Comment Re:Have you actually tried using Rust? (Score 1) 211
I was programming in Pascal on a Lisa (dual boot to the Lisa command-line OS (Lisa Workshop) for development and MacOS for testing, occassionally booting to the Office environment). I bought it shortly before it came out as the MacXL, so had non-square pixels. I wasn't rich, and it wasn't any more expensive than a PC would have been with the same capacity.
The entire thing (Office 7/7, Workshop, MacWorks) plus system partitions for each was 10MB. System RAM was 1MB. I can compress and copy that whole system in a few seconds across a network now.

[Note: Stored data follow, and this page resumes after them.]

use crate::error::Result;
use crate::transport::headers::X_MS_META_PREFIX;
use crate::file::client::RequestTemplate;
use reqwest::header::HeaderMap;
use serde::{Serialize, Serializer};
use std::collections::BTreeMap;

/// User metadata of a share, directory or file.
///
/// Keys compare case-insensitively; the casing of the most recent insert is
/// kept for display and for the wire.
#[derive(Debug, Clone, Default)]
pub struct Metadata {
    entries: BTreeMap<String, (String, String)>,
}

impl Metadata {
    pub fn new() -> Self {
        Self::default()
    }

    pub fn insert(&mut self, key: impl Into<String>, value: impl Into<String>) -> Option<String> {
        let key = key.into();
        self.entries
            .insert(key.to_lowercase(), (key, value.into()))
            .map(|(_, old)| old)
    }

    pub fn get(&self, key: &str) -> Option<&str> {
        self.entries
            .get(&key.to_lowercase())
            .map(|(_, value)| value.as_str())
    }

    pub fn remove(&mut self, key: &str) -> Option<String> {
        self.entries.remove(&key.to_lowercase()).map(|(_, value)| value)
    }

    pub fn contains_key(&self, key: &str) -> bool {
        self.entries.contains_key(&key.to_lowercase())
    }

    pub fn len(&self) -> usize {
        self.entries.len()
    }

    pub fn is_empty(&self) -> bool {
        self.entries.is_empty()
    }

    pub fn clear(&mut self) {
        self.entries.clear();
    }

    pub fn iter(&self) -> impl Iterator<Item = (&str, &str)> {
        self.entries
            .values()
            .map(|(key, value)| (key.as_str(), value.as_str()))
    }

    /// Read every `x-ms-meta-*` header.
    pub fn from_headers(headers: &HeaderMap) -> Self {
        let mut metadata = Self::new();
        for (name, value) in headers {
            if let Some(key) = name.as_str().strip_prefix(X_MS_META_PREFIX) {
                if let Ok(value) = value.to_str() {
                    metadata.insert(key, value);
                }
            }
        }
        metadata
    }

    /// Write every entry as an `x-ms-meta-*` header.
    pub(crate) fn apply_to(&self, template: &mut RequestTemplate) -> Result<()> {
        for (key, value) in self.iter() {
            template.set_header(&format!("{X_MS_META_PREFIX}{key}"), value)?;
        }
        Ok(())
    }
}

impl PartialEq for Metadata {
    fn eq(&self, other: &Self) -> bool {
        self.entries.len() == other.entries.len()
            && self
                .entries
                .iter()
                .all(|(key, (_, value))| other.entries.get(key).map(|(_, v)| v) == Some(value))
    }
}

impl Eq for Metadata {}

impl<K: Into<String>, V: Into<String>> FromIterator<(K, V)> for Metadata {
    fn from_iter<I: IntoIterator<Item = (K, V)>>(iter: I) -> Self {
        let mut metadata = Self::new();
        for (key, value) in iter {
            metadata.insert(key, value);
        }
        metadata
    }
}

impl Serialize for Metadata {
    fn serialize<S: Serializer>(&self, serializer: S) -> std::result::Result<S::Ok, S::Error> {
        serializer.collect_map(self.iter())
    }
}
use reqwest::StatusCode;
use thiserror::Error;

/// Main error type for fileshare operations
#[derive(Debug, Error)]
pub enum FileShareError {
    #[error("Invalid argument: {0}")]
    InvalidArgument(String),

    #[error("Authorization failed ({status}/{code}): {message}")]
    AuthorizationFailed {
        status: u16,
        code: String,
        message: String,
    },

    #[error("Precondition failed ({code}): {message}")]
    PreconditionFailed { code: String, message: String },

    #[error("Conflict ({code}): {message}")]
    Conflict { code: String, message: String },

    #[error("Not found ({code}): {message}")]
    NotFound { code: String, message: String },

    #[error("Transient failure: {message}")]
    Transient { status: Option<u16>, message: String },

    #[error("Service error ({status}/{code}): {message}")]
    Service {
        status: u16,
        code: String,
        message: String,
    },

    #[error("Operation cancelled")]
    Cancelled,

    #[error("Network error: {0}")]
    NetworkError(String),

    #[error("Configuration error: {0}")]
    ConfigError(String),

    #[error("Serialization error: {0}")]
    SerializationError(String),

    #[error("IO error: {0}")]
    IoError(#[from] std::io::Error),

    #[error("JSON error: {0}")]
    JsonError(#[from] serde_json::Error),

    #[error("HTTP request error: {0}")]
    HttpError(#[from] reqwest::Error),

    #[error("URL error: {0}")]
    UrlError(#[from] url::ParseError),
}

impl FileShareError {
    pub fn invalid_argument<S: Into<String>>(msg: S) -> Self {
        Self::InvalidArgument(msg.into())
    }

    pub fn network<S: Into<String>>(msg: S) -> Self {
        Self::NetworkError(msg.into())
    }

    pub fn config<S: Into<String>>(msg: S) -> Self {
        Self::ConfigError(msg.into())
    }

    pub fn serialization<S: Into<String>>(msg: S) -> Self {
        Self::SerializationError(msg.into())
    }

    pub fn transient<S: Into<String>>(status: Option<u16>, msg: S) -> Self {
        Self::Transient {
            status,
            message: msg.into(),
        }
    }

    /// Map a non-success response to the error taxonomy.
    ///
    /// `code` is the service error code carried in `x-ms-error-code`.
    pub fn from_response<C, M>(status: StatusCode, code: C, message: M) -> Self
    where
        C: Into<String>,
        M: Into<String>,
    {
        let code = code.into();
        let message = message.into();
        match status {
            StatusCode::FORBIDDEN => Self::AuthorizationFailed {
                status: status.as_u16(),
                code,
                message,
            },
            StatusCode::PRECONDITION_FAILED => Self::PreconditionFailed { code, message },
            StatusCode::CONFLICT => Self::Conflict { code, message },
            StatusCode::NOT_FOUND => Self::NotFound { code, message },
            StatusCode::REQUEST_TIMEOUT
            | StatusCode::INTERNAL_SERVER_ERROR
            | StatusCode::BAD_GATEWAY
            | StatusCode::SERVICE_UNAVAILABLE
            | StatusCode::GATEWAY_TIMEOUT => Self::Transient {
                status: Some(status.as_u16()),
                message: format!("{code}: {message}"),
            },
            _ => Self::Service {
                status: status.as_u16(),
                code,
                message,
            },
        }
    }

    /// HTTP status the error was mapped from, if it came from the service.
    pub fn status(&self) -> Option<u16> {
        match self {
            Self::AuthorizationFailed { status, .. } | Self::Service { status, .. } => {
                Some(*status)
            }
            Self::PreconditionFailed { .. } => Some(412),
            Self::Conflict { .. } => Some(409),
            Self::NotFound { .. } => Some(404),
            Self::Transient { status, .. } => *status,
            _ => None,
        }
    }

    /// Service error code (`x-ms-error-code`), if any.
    pub fn error_code(&self) -> Option<&str> {
        match self {
            Self::AuthorizationFailed { code, .. }
            | Self::PreconditionFailed { code, .. }
            | Self::Conflict { code, .. }
            | Self::NotFound { code, .. }
            | Self::Service { code, .. } => Some(code.as_str()),
            _ => None,
        }
    }

    /// Whether the retry layer may reissue the request that produced this error.
    pub fn is_retryable(&self) -> bool {
        matches!(self, Self::Transient { .. })
    }
}

impl From<FileShareError> for std::io::Error {
    fn from(error: FileShareError) -> Self {
        use std::io::ErrorKind;

        let kind = match &error {
            FileShareError::IoError(e) => e.kind(),
            FileShareError::InvalidArgument(_) => ErrorKind::InvalidInput,
            FileShareError::NotFound { .. } => ErrorKind::NotFound,
            FileShareError::AuthorizationFailed { .. } => ErrorKind::PermissionDenied,
            FileShareError::Transient { .. } => ErrorKind::TimedOut,
            _ => ErrorKind::Other,
        };
        std::io::Error::new(kind, error)
    }
}

/// Result type alias for fileshare operations
pub type Result<T> = std::result::Result<T, FileShareError>;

I'm sorry you were stuck with BASIC, but that wasn't exactly cutting edge in 1985, and there was lots of development in better environments.
A couple years later I started using Lightspeed/THINK C. No NEAR/FAR pointers thankfully. I avoided Intel stupidity for many years.
C really hasn't changed very much. The biggest change has been function prototypes. POSIX and ANSI certainly helped, especially with esoteric details of things like real-time and multi-threading/multi-processing, but that didn't enable much, just made it more portable. There are still plenty of incompatibilities despite all of that standardization (e.g. autoconf).
C++ as on object model was there. It was a poor model, and it still is. There are a lot more features now, but a lot of the "extra complexity" that modern hardware enables is spent dealing with the extra complexity C++ adds. I never used it, but maybe the world would be in a better place if THINK Object Pascal had caught on more.
CVS started out as shell scripts working with RCS. There were also plenty of other revision systems that had been around for a long time (eg NOS MODIFY). It's not that the concepts were unknown, just that the hardware simply didn't have the capacity and speed, and networking it all together was much slower and less available.